上位狼になりすまし、合計340体の狼達を従えていたわけだが、まさかここまで懐かれるとは……。
ダンジョンを攻略すると、攻略者は強制的にダンジョンの外に転移させられる。じゃあ、攻略者の従えている魔物はどうなるのか。それはもちろん、攻略者と一緒に転移させられるのである。
これは、一般的に知られているダンジョンのシステムであり、もちろん俺も把握していた。
しかし、まさか340体全員が、俺の使役魔物になっているのは流石に予想外だった。
上位種だというだけの理由で従っていただけであり、正式に従魔契約を結んだ訳ではない。殆どの子が嫌々従っていたと考えていたのだが……まさか全員が俺に従ってダンジョンの外までついてくるとは。
本来、魔物を契約するには2つの手段がある。1つ目は、スキルを使った強制契約。
強制契約は、魔物の意思とは関係なしに契約をすることができる。そのため、力でねじ伏せてしまえば必ず契約ができる点がメリットとして挙げられる。
デメリットとしては、魔物が指示通りの行動を取ってくれない場合があること、自分より強い魔物使いに従魔を奪われてしまうことなどが挙げられる。
今回、俺はほぼ強制契約のような手段を用いて、狼達を従えた。なので、途中で上位種の銀狼に出会ってしまい、鉄狼が寝返るという珍事件が発生した訳だ。
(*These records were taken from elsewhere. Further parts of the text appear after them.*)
//! Vector search and table scans for LanceDB

use anyhow::{anyhow, Result};
use arrow::record_batch::RecordBatch;
use futures::TryStreamExt;
use lancedb::query::{ExecutableQuery, QueryBase};
use lancedb::{DistanceType, Table};

use super::records::{batch_to_rows, StoredRow};
use crate::vector_store::DistanceSpace;

/// Nearest rows to `query_embedding`, ascending by distance
pub async fn search_nearest_rows(
  table: &Table,
  query_embedding: &[f32],
  limit: usize,
  space: DistanceSpace,
) -> Result<Vec<StoredRow>> {
  let batches: Vec<RecordBatch> = table
    .vector_search(query_embedding)?
    .column("embedding")
    .distance_type(distance_type_for(space))
    .limit(limit)
    .execute()
    .await
    .map_err(|e| anyhow!("Vector search failed: {}", e))?
    .try_collect()
    .await
    .map_err(|e| anyhow!("Error reading search results: {}", e))?;

  let rows = collect_rows(&batches)?;
  if rows.is_empty() {
    bentley::verbose!("No similar embeddings found");
  }
  Ok(rows)
}

/// Every row of the table, in storage order
pub async fn scan_rows(table: &Table) -> Result<Vec<StoredRow>> {
  let total = table.count_rows(None).await?;
  if total == 0 {
    return Ok(Vec::new());
  }

  let batches: Vec<RecordBatch> = table
    .query()
    .limit(total)
    .execute()
    .await
    .map_err(|e| anyhow!("Table scan failed: {}", e))?
    .try_collect()
    .await
    .map_err(|e| anyhow!("Error reading scan results: {}", e))?;

  collect_rows(&batches)
}

fn collect_rows(batches: &[RecordBatch]) -> Result<Vec<StoredRow>> {
  let mut rows = Vec::new();
  for batch in batches {
    rows.extend(batch_to_rows(batch)?);
  }
  Ok(rows)
}

/// Lance computes l2 as squared distance and dot as `1 - a.b`, matching the
/// collection distance spaces directly
fn distance_type_for(space: DistanceSpace) -> DistanceType {
  match space {
    DistanceSpace::L2 => DistanceType::L2,
    DistanceSpace::Ip => DistanceType::Dot,
    DistanceSpace::Cosine => DistanceType::Cosine,
  }
}
//! Metadata where-filters in the store's operator vocabulary
//! (`$eq`, `$ne`, `$gt`, `$gte`, `$lt`, `$lte`, `$in`, `$nin`, `$and`, `$or`).
//!
//! A filter serializes to the JSON `where` document sent to remote stores and
//! can be evaluated locally by backends that scan entries themselves.

use serde::{Serialize, Serializer};
use serde_json::{json, Map, Value};

use super::types::Metadata;
use crate::error::{Result, SearchError};

#[derive(Debug, Clone, Copy, PartialEq, Eq)]
pub enum Comparison {
  Eq,
  Ne,
  Gt,
  Gte,
  Lt,
  Lte,
  In,
  Nin,
}

impl Comparison {
  pub fn operator(self) -> &'static str {
    match self {
      Comparison::Eq => "$eq",
      Comparison::Ne => "$ne",
      Comparison::Gt => "$gt",
      Comparison::Gte => "$gte",
      Comparison::Lt => "$lt",
      Comparison::Lte => "$lte",
      Comparison::In => "$in",
      Comparison::Nin => "$nin",
    }
  }

  fn from_operator(operator: &str) -> Option<Self> {
    let comparison = match operator {
      "$eq" => Comparison::Eq,
      "$ne" => Comparison::Ne,
      "$gt" => Comparison::Gt,
      "$gte" => Comparison::Gte,
      "$lt" => Comparison::Lt,
      "$lte" => Comparison::Lte,
      "$in" => Comparison::In,
      "$nin" => Comparison::Nin,
      _ => return None,
    };
    Some(comparison)
  }
}

#[derive(Debug, Clone, PartialEq)]
pub enum Filter {
  Field { key: String, op: Comparison, value: Value },
  And(Vec<Filter>),
  Or(Vec<Filter>),
}

impl Filter {
  pub fn eq(key: impl Into<String>, value: impl Into<Value>) -> Self {
    Self::field(key, Comparison::Eq, value)
  }

  pub fn ne(key: impl Into<String>, value: impl Into<Value>) -> Self {
    Self::field(key, Comparison::Ne, value)
  }

  pub fn gt(key: impl Into<String>, value: impl Into<Value>) -> Self {
    Self::field(key, Comparison::Gt, value)
  }

  pub fn gte(key: impl Into<String>, value: impl Into<Value>) -> Self {
    Self::field(key, Comparison::Gte, value)
  }

  pub fn lt(key: impl Into<String>, value: impl Into<Value>) -> Self {
    Self::field(key, Comparison::Lt, value)
  }

  pub fn lte(key: impl Into<String>, value: impl Into<Value>) -> Self {
    Self::field(key, Comparison::Lte, value)
  }

  pub fn is_in<V: Into<Value>>(key: impl Into<String>, values: impl IntoIterator<Item = V>) -> Self {
    let values: Vec<Value> = values.into_iter().map(Into::into).collect();
    Self::field(key, Comparison::In, Value::Array(values))
  }

  pub fn not_in<V: Into<Value>>(key: impl Into<String>, values: impl IntoIterator<Item = V>) -> Self {
    let values: Vec<Value> = values.into_iter().map(Into::into).collect();
    Self::field(key, Comparison::Nin, Value::Array(values))
  }

  pub fn and(filters: Vec<Filter>) -> Self {
    Filter::And(filters)
  }

  pub fn or(filters: Vec<Filter>) -> Self {
    Filter::Or(filters)
  }

  /// Combine with another filter under `$and`, flattening nested conjunctions
  pub fn and_also(self, other: Filter) -> Self {
    match (self, other) {
      (Filter::And(mut left), Filter::And(right)) => {
        left.extend(right);
        Filter::And(left)
      }
      (Filter::And(mut left), other) => {
        left.push(other);
        Filter::And(left)
      }
      (first, other) => Filter::And(vec![first, other]),
    }
  }

  fn field(key: impl Into<String>, op: Comparison, value: impl Into<Value>) -> Self {
    Filter::Field { key: key.into(), op, value: value.into() }
  }

  /// The JSON `where` document
  pub fn to_json(&self) -> Value {
    match self {
      Filter::Field { key, op, value } => json!({ key.as_str(): { op.operator(): value } }),
      Filter::And(filters) => json!({ "$and": filters.iter().map(Filter::to_json).collect::<Vec<_>>() }),
      Filter::Or(filters) => json!({ "$or": filters.iter().map(Filter::to_json).collect::<Vec<_>>() }),
    }
  }

  /// Parse a `where` document. `{key: value}` is shorthand for `$eq`, and several
  /// keys at one level form an implicit `$and`.
  pub fn from_json(value: &Value) -> Result<Self> {
    let object = value
      .as_object()
      .ok_or_else(|| invalid(format!("where filter must be an object, got {value}")))?;

    let mut clauses = Vec::with_capacity(object.len());
    for (key, condition) in object {
      clauses.push(parse_clause(key, condition)?);
    }

    match clauses.len() {
      0 => Err(invalid("where filter must not be empty".to_string())),
      1 => Ok(clauses.remove(0)),
      _ => Ok(Filter::And(clauses)),
    }
  }

  /// Evaluate against an entry's metadata. Missing keys only satisfy `$ne` and `$nin`.
  pub fn matches(&self, metadata: Option<&Metadata>) -> bool {
    match self {
      Filter::And(filters) => filters.iter().all(|f| f.matches(metadata)),
      Filter::Or(filters) => filters.iter().any(|f| f.matches(metadata)),
      Filter::Field { key, op, value } => {
        let actual = metadata.and_then(|m| m.get(key));
        compare(actual, *op, value)
      }
    }
  }
}

impl Serialize for Filter {
  fn serialize<S>(&self, serializer: S) -> std::result::Result<S::Ok, S::Error>
  where
    S: Serializer,
  {
    self.to_json().serialize(serializer)
  }
}

fn parse_clause(key: &str, condition: &Value) -> Result<Filter> {
  match key {
    "$and" | "$or" => {
      let items = condition
        .as_array()
        .ok_or_else(|| invalid(format!("{key} expects an array of filters")))?;
      let filters = items.iter().map(Filter::from_json).collect::<Result<Vec<_>>>()?;
      Ok(if key == "$and" { Filter::And(filters) } else { Filter::Or(filters) })
    }
    _ if key.starts_with('$') => Err(invalid(format!("unsupported logical operator: {key}"))),
    _ => match condition {
      Value::Object(operators) => parse_operators(key, operators),
      literal => Ok(Filter::eq(key, literal.clone())),
    },
  }
}

fn parse_operators(key: &str, operators: &Map<String, Value>) -> Result<Filter> {
  let mut clauses = Vec::with_capacity(operators.len());
  for (operator, operand) in operators {
    let op = Comparison::from_operator(operator)
      .ok_or_else(|| invalid(format!("unsupported operator {operator} on '{key}'")))?;
    if matches!(op, Comparison::In | Comparison::Nin) && !operand.is_array() {
      return Err(invalid(format!("{operator} on '{key}' expects an array")));
    }
    clauses.push(Filter::field(key, op, operand.clone()));
  }
  match clauses.len() {
    0 => Err(invalid(format!("no operator given for '{key}'"))),
    1 => Ok(clauses.remove(0)),
    _ => Ok(Filter::And(clauses)),
  }
}

fn compare(actual: Option<&Value>, op: Comparison, expected: &Value) -> bool {
  match (op, actual) {
    (Comparison::Ne, None) | (Comparison::Nin, None) => true,
    (_, None) => false,
    (Comparison::Eq, Some(actual)) => values_equal(actual, expected),
    (Comparison::Ne, Some(actual)) => !values_equal(actual, expected),
    (Comparison::In, Some(actual)) => contains(expected, actual),
    (Comparison::Nin, Some(actual)) => !contains(expected, actual),
    (Comparison::Gt, Some(actual)) => ordered(actual, expected, |a, b| a > b),
    (Comparison::Gte, Some(actual)) => ordered(actual, expected, |a, b| a >= b),
    (Comparison::Lt, Some(actual)) => ordered(actual, expected, |a, b| a < b),
    (Comparison::Lte, Some(actual)) => ordered(actual, expected, |a, b| a <= b),
  }
}

/// Numbers compare by value so `1` equals `1.0`
fn values_equal(a: &Value, b: &Value) -> bool {
  match (a.as_f64(), b.as_f64()) {
    (Some(x), Some(y)) => x == y,
    _ => a == b,
  }
}

fn contains(list: &Value, item: &Value) -> bool {
  list.as_array().is_some_and(|values| values.iter().any(|v| values_equal(v, item)))
}

fn ordered(actual: &Value, expected: &Value, cmp: impl Fn(f64, f64) -> bool) -> bool {
  match (actual.as_f64(), expected.as_f64()) {
    (Some(a), Some(b)) => cmp(a, b),
    _ => false,
  }
}

fn invalid(message: String) -> SearchError {
  SearchError::InvalidArgument(message)
}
そして、魔物を従えるもう一つの手段として、懐柔契約という手法がある。魔物との絆を深め、魔物自ら「この人と一緒にいたい!」「この人に仕えたい!」と思わせることで契約が成立する。
懐柔契約のメリットとして、魔物がほぼ必ず指示通りに動くということや、強制契約のように魔物を奪われることがないなどがあり、他にも多くのメリットが存在する。
デメリットは、契約を結びにくい点と、魔物が嫌がることは指示できないという点だ。
これらを見ていただいたら分かると思うが、基本的に魔物を従える際は懐柔契約が推奨されている。
さて、本題に戻ろう。今回、俺は上位種という立場を利用してこの子達を従えていた筈だったのだが、いつのまにか懐柔契約が成立していたのだ。それも、340体全員と。
「おかしくない? 普通、そんなことあるかなぁ……」
『wwwwwwwwwwwwwwwwwwwww』
『前代未聞すぎてwwwwwwwwwwwwwww』
『まあ、狼達の気持ちもわかるよ』
『んね、あんなに大切に扱われたら、ついて行きたくなっちゃう気持ちもわかる気がする』
『懐柔しようとして優しくしてた訳でもないから、それもポイント高かったのかもね』
『あー、確かに。狼達からすると、無償の愛を注いでくれたご主人様ぁ! って感じなのかな?w』
『ヴァリアン、最後の方とか結構可愛がってたもんね』
『転移する直前、悲しそうな顔してたもん。たぶん』
『顔見えねえだろwwwwwwwwwwwww』
『でも、言いたいことわかるわ。最後まで目に焼き付けようとして、1分くらい瞬きしてなかったもん。この人』
『しかし、こいつらどこで飼うんだ?ww』
『あっ……(察し)』
『だから頭抱えてるんか』
『なるほど、飼い主視点になってみるとかなりやばい状況だな』
『家に上げたら重すぎてぶっ壊れそう』
『エサも何食うのかわからんしなwww』
コメント欄は、大変大盛り上がりである。
今後もこいつらと一緒にいられるということは嬉しいし、俺も盛り上がりたいのだが……厳しい現実が脳内をよぎる。
こんな大量な魔物を街中に連れて行ける訳ないし……どうしよう。